use crate::apt::profile::is_protected_source;
use crate::apt::AptProfile;
use crate::constants::profile::PROTECTED_SOURCES;
use crate::domain::{Worklist, WriteMode};
use crate::entities::{artists, prelude::*};
use crate::models::artist::{Artist, NewArtist};
use sea_orm::sea_query::Expr;
use sea_orm::{
    ActiveModelTrait, ColumnTrait, DatabaseConnection, EntityTrait, QueryFilter, QueryOrder,
    QuerySelect, Set, TransactionTrait,
};
use tracing::{debug, info};

/// Result of a guarded profile write.
#[derive(Debug, Clone, Copy, PartialEq, Eq)]
pub enum WriteOutcome {
    Written,
    /// Stored document already has the same content
    Unchanged,
    /// Stored document is an expert preset or manual curation
    RejectedProtected,
    ArtistMissing,
}

/// `meta.source` (or a top-level `source`) of a stored document, read leniently so legacy and
/// otherwise invalid documents still report their origin.
fn stored_source(raw: &str) -> Option<String> {
    let value: serde_json::Value = serde_json::from_str(raw).ok()?;
    value
        .get("meta")
        .and_then(|meta| meta.get("source"))
        .or_else(|| value.get("source"))
        .and_then(serde_json::Value::as_str)
        .map(str::to_string)
}

#[must_use]
pub fn is_protected_document(raw: &str) -> bool {
    stored_source(raw).is_some_and(|source| is_protected_source(&source))
}

pub struct ArtistRepository {
    conn: DatabaseConnection,
}

impl ArtistRepository {
    #[must_use]
    pub const fn new(conn: DatabaseConnection) -> Self {
        Self { conn }
    }

    fn map_model(model: artists::Model) -> Artist {
        Artist {
            id: model.id,
            name: model.name,
            name_ko: model.name_ko,
            nationality: model.nationality,
            era: model.era,
            birth_year: model.birth_year,
            death_year: model.death_year,
            biography: model.biography,
            follower_count: model.follower_count,
            is_verified: model.is_verified,
            apt_profile: model.apt_profile,
            created_at: model.created_at,
            updated_at: model.updated_at,
        }
    }

    pub async fn add(&self, artist: &NewArtist) -> anyhow::Result<i32> {
        let now = chrono::Utc::now().to_rfc3339();
        let active_model = artists::ActiveModel {
            name: Set(artist.name.trim().to_string()),
            name_ko: Set(artist.name_ko.clone()),
            nationality: Set(artist.nationality.clone()),
            era: Set(artist.era.clone()),
            birth_year: Set(artist.birth_year),
            death_year: Set(artist.death_year),
            biography: Set(artist.biography.clone()),
            follower_count: Set(artist.follower_count.max(0)),
            is_verified: Set(artist.is_verified),
            apt_profile: Set(None),
            created_at: Set(now.clone()),
            updated_at: Set(now),
            ..Default::default()
        };

        let model = active_model.insert(&self.conn).await?;
        info!(artist_id = model.id, name = %model.name, "Added artist");
        Ok(model.id)
    }

    pub async fn get(&self, id: i32) -> anyhow::Result<Option<Artist>> {
        let row = Artists::find_by_id(id).one(&self.conn).await?;
        Ok(row.map(Self::map_model))
    }

    pub async fn list(&self) -> anyhow::Result<Vec<Artist>> {
        let rows = Artists::find()
            .order_by_asc(artists::Column::Id)
            .all(&self.conn)
            .await?;

        Ok(rows.into_iter().map(Self::map_model).collect())
    }

    /// Artist ids to classify, in id order.
    pub async fn worklist(&self, worklist: Worklist, limit: Option<u64>) -> anyhow::Result<Vec<i32>> {
        let mut query = Artists::find()
            .select_only()
            .column(artists::Column::Id)
            .order_by_asc(artists::Column::Id);

        if worklist == Worklist::Unclassified {
            query = query.filter(artists::Column::AptProfile.is_null());
        }
        if let Some(limit) = limit {
            query = query.limit(limit);
        }

        Ok(query.into_tuple::<i32>().all(&self.conn).await?)
    }

    /// Writes `json` unless the stored profile is protected or identical.
    ///
    /// The read and the write share one transaction.
    pub async fn write_profile(
        &self,
        id: i32,
        profile: &AptProfile,
        json: &str,
        mode: WriteMode,
    ) -> anyhow::Result<WriteOutcome> {
        let txn = self.conn.begin().await?;

        let Some(row) = Artists::find_by_id(id).one(&txn).await? else {
            txn.rollback().await?;
            return Ok(WriteOutcome::ArtistMissing);
        };

        if let Some(stored) = row.apt_profile.as_deref() {
            if is_protected_document(stored) && !mode.is_forced() {
                txn.rollback().await?;
                debug!(artist_id = id, "Stored profile is protected, skipping write");
                return Ok(WriteOutcome::RejectedProtected);
            }

            let unchanged = AptProfile::from_json(stored)
                .is_ok_and(|current| current.same_content(profile));
            if unchanged {
                txn.rollback().await?;
                return Ok(WriteOutcome::Unchanged);
            }
        }

        Artists::update_many()
            .col_expr(artists::Column::AptProfile, Expr::value(json))
            .col_expr(
                artists::Column::UpdatedAt,
                Expr::value(chrono::Utc::now().to_rfc3339()),
            )
            .filter(artists::Column::Id.eq(id))
            .exec(&txn)
            .await?;

        txn.commit().await?;
        Ok(WriteOutcome::Written)
    }

    /// Stores a document as-is, bypassing validation.
    pub async fn set_raw_profile(&self, id: i32, raw: Option<&str>) -> anyhow::Result<()> {
        Artists::update_many()
            .col_expr(
                artists::Column::AptProfile,
                Expr::value(raw.map(str::to_string)),
            )
            .filter(artists::Column::Id.eq(id))
            .exec(&self.conn)
            .await?;
        Ok(())
    }

    /// Clears every profile in one statement, keeping protected ones
    /// unless `include_protected`.
    pub async fn reset_profiles(&self, include_protected: bool) -> anyhow::Result<u64> {
        let mut update = Artists::update_many()
            .col_expr(
                artists::Column::AptProfile,
                Expr::value(Option::<String>::None),
            )
            .col_expr(
                artists::Column::UpdatedAt,
                Expr::value(chrono::Utc::now().to_rfc3339()),
            )
            .filter(artists::Column::AptProfile.is_not_null());

        if !include_protected {
            let protected = PROTECTED_SOURCES
                .iter()
                .map(|s| format!("'{s}'"))
                .collect::<Vec<_>>()
                .join(", ");
            update = update.filter(Expr::cust(format!(
                "(CASE WHEN json_valid(apt_profile) \
                 THEN lower(trim(coalesce(json_extract(apt_profile, '$.meta.source'), \
                 json_extract(apt_profile, '$.source'), ''))) \
                 ELSE '' END) NOT IN ({protected})"
            )));
        }

        let result = update.exec(&self.conn).await?;
        info!(
            cleared = result.rows_affected,
            include_protected, "Reset artist profiles"
        );
        Ok(result.rows_affected)
    }
}

#[cfg(test)]
mod tests {
    use super::*;

    #[test]
    fn test_protected_document_detection() {
        assert!(is_protected_document(
            r#"{"version":1,"meta":{"source":"expert_preset"}}"#
        ));
        assert!(is_protected_document(
            r#"{"meta":{"source":"manual_curation","reasoning":["x"]}}"#
        ));
        assert!(!is_protected_document(
            r#"{"version":1,"meta":{"source":"rule_based_v1"}}"#
        ));
        assert!(is_protected_document(
            r#"{"source":"Expert_Preset","primary_types":[]}"#
        ));
        assert!(!is_protected_document("not json"));
    }
}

------------------------------

> [To do]:
The material above should be retyped in full, exactly as given.

> [Task solution]:
use crate::apt::profile::is_protected_source;
use crate::apt::AptProfile;
use crate::constants::profile::PROTECTED_SOURCES;
use crate::domain::{Worklist, WriteMode};
use crate::entities::{artists, prelude::*};
use crate::models::artist::{Artist, NewArtist};
use sea_orm::sea_query::Expr;
use sea_orm::{
    ActiveModelTrait, ColumnTrait, DatabaseConnection, EntityTrait, QueryFilter, QueryOrder,
    QuerySelect, Set, TransactionTrait,
};
use tracing::{debug, info};

/// Result of a guarded profile write.
#[derive(Debug, Clone, Copy, PartialEq, Eq)]
pub enum WriteOutcome {
    Written,
    /// Stored document already has the same content
    Unchanged,
    /// Stored document is an expert preset or manual curation
    RejectedProtected,
    ArtistMissing,
}

/// `meta.source` (or a top-level `source`) of a stored document, read leniently so legacy and
/// otherwise invalid documents still report their origin.
fn stored_source(raw: &str) -> Option<String> {
    let value: serde_json::Value = serde_json::from_str(raw).ok()?;
    value
        .get("meta")
        .and_then(|meta| meta.get("source"))
        .or_else(|| value.get("source"))
        .and_then(serde_json::Value::as_str)
        .map(str::to_string)
}

#[must_use]
pub fn is_protected_document(raw: &str) -> bool {
    stored_source(raw).is_some_and(|source| is_protected_source(&source))
}

pub struct ArtistRepository {
    conn: DatabaseConnection,
}

impl ArtistRepository {
    #[must_use]
    pub const fn new(conn: DatabaseConnection) -> Self {
        Self { conn }
    }

    fn map_model(model: artists::Model) -> Artist {
        Artist {
            id: model.id,
            name: model.name,
            name_ko: model.name_ko,
            nationality: model.nationality,
            era: model.era,
            birth_year: model.birth_year,
            death_year: model.death_year,
            biography: model.biography,
            follower_count: model.follower_count,
            is_verified: model.is_verified,
            apt_profile: model.apt_profile,
            created_at: model.created_at,
            updated_at: model.updated_at,
        }
    }

    pub async fn add(&self, artist: &NewArtist) -> anyhow::Result<i32> {
        let now = chrono::Utc::now().to_rfc3339();
        let active_model = artists::ActiveModel {
            name: Set(artist.name.trim().to_string()),
            name_ko: Set(artist.name_ko.clone()),
            nationality: Set(artist.nationality.clone()),
            era: Set(artist.era.clone()),
            birth_year: Set(artist.birth_year),
            death_year: Set(artist.death_year),
            biography: Set(artist.biography.clone()),
            follower_count: Set(artist.follower_count.max(0)),
            is_verified: Set(artist.is_verified),
            apt_profile: Set(None),
            created_at: Set(now.clone()),
            updated_at: Set(now),
            ..Default::default()
        };

        let model = active_model.insert(&self.conn).await?;
        info!(artist_id = model.id, name = %model.name, "Added artist");
        Ok(model.id)
    }

    pub async fn get(&self, id: i32) -> anyhow::Result<Option<Artist>> {
        let row = Artists::find_by_id(id).one(&self.conn).await?;
        Ok(row.map(Self::map_model))
    }

    pub async fn list(&self) -> anyhow::Result<Vec<Artist>> {
        let rows = Artists::find()
            .order_by_asc(artists::Column::Id)
            .all(&self.conn)
            .await?;

        Ok(rows.into_iter().map(Self::map_model).collect())
    }

    /// Artist ids to classify, in id order.
    pub async fn worklist(&self, worklist: Worklist, limit: Option<u64>) -> anyhow::Result<Vec<i32>> {
        let mut query = Artists::find()
            .select_only()
            .column(artists::Column::Id)
            .order_by_asc(artists::Column::Id);

        if worklist == Worklist::Unclassified {
            query = query.filter(artists::Column::AptProfile.is_null());
        }
        if let Some(limit) = limit {
            query = query.limit(limit);
        }

        Ok(query.into_tuple::<i32>().all(&self.conn).await?)
    }

    /// Writes `json` unless the stored profile is protected or identical.
    ///
    /// The read and the write share one transaction.
    pub async fn write_profile(
        &self,
        id: i32,
        profile: &AptProfile,
        json: &str,
        mode: WriteMode,
    ) -> anyhow::Result<WriteOutcome> {
        let txn = self.conn.begin().await?;

        let Some(row) = Artists::find_by_id(id).one(&txn).await? else {
            txn.rollback().await?;
            return Ok(WriteOutcome::ArtistMissing);
        };

        if let Some(stored) = row.apt_profile.as_deref() {
            if is_protected_document(stored) && !mode.is_forced() {
                txn.rollback().await?;
                debug!(artist_id = id, "Stored profile is protected, skipping write");
                return Ok(WriteOutcome::RejectedProtected);
            }

            let unchanged = AptProfile::from_json(stored)
                .is_ok_and(|current| current.same_content(profile));
            if unchanged {
                txn.rollback().await?;
                return Ok(WriteOutcome::Unchanged);
            }
        }

        Artists::update_many()
            .col_expr(artists::Column::AptProfile, Expr::value(json))
            .col_expr(
                artists::Column::UpdatedAt,
                Expr::value(chrono::Utc::now().to_rfc3339()),
            )
            .filter(artists::Column::Id.eq(id))
            .exec(&txn)
            .await?;

        txn.commit().await?;
        Ok(WriteOutcome::Written)
    }

    /// Stores a document as-is, bypassing validation.
    pub async fn set_raw_profile(&self, id: i32, raw: Option<&str>) -> anyhow::Result<()> {
        Artists::update_many()
            .col_expr(
                artists::Column::AptProfile,
                Expr::value(raw.map(str::to_string)),
            )
            .filter(artists::Column::Id.eq(id))
            .exec(&self.conn)
            .await?;
        Ok(())
    }

    /// Clears every profile in one statement, keeping protected ones
    /// unless `include_protected`.
    pub async fn reset_profiles(&self, include_protected: bool) -> anyhow::Result<u64> {
        let mut update = Artists::update_many()
            .col_expr(
                artists::Column::AptProfile,
                Expr::value(Option::<String>::None),
            )
            .col_expr(
                artists::Column::UpdatedAt,
                Expr::value(chrono::Utc::now().to_rfc3339()),
            )
            .filter(artists::Column::AptProfile.is_not_null());

        if !include_protected {
            let protected = PROTECTED_SOURCES
                .iter()
                .map(|s| format!("'{s}'"))
                .collect::<Vec<_>>()
                .join(", ");
            update = update.filter(Expr::cust(format!(
                "(CASE WHEN json_valid(apt_profile) \
                 THEN lower(trim(coalesce(json_extract(apt_profile, '$.meta.source'), \
                 json_extract(apt_profile, '$.source'), ''))) \
                 ELSE '' END) NOT IN ({protected})"
            )));
        }

        let result = update.exec(&self.conn).await?;
        info!(
            cleared = result.rows_affected,
            include_protected, "Reset artist profiles"
        );
        Ok(result.rows_affected)
    }
}

#[cfg(test)]
mod tests {
    use super::*;

    #[test]
    fn test_protected_document_detection() {
        assert!(is_protected_document(
            r#"{"version":1,"meta":{"source":"expert_preset"}}"#
        ));
        assert!(is_protected_document(
            r#"{"meta":{"source":"manual_curation","reasoning":["x"]}}"#
        ));
        assert!(!is_protected_document(
            r#"{"version":1,"meta":{"source":"rule_based_v1"}}"#
        ));
        assert!(is_protected_document(
            r#"{"source":"Expert_Preset","primary_types":[]}"#
        ));
        assert!(!is_protected_document("not json"));
    }
}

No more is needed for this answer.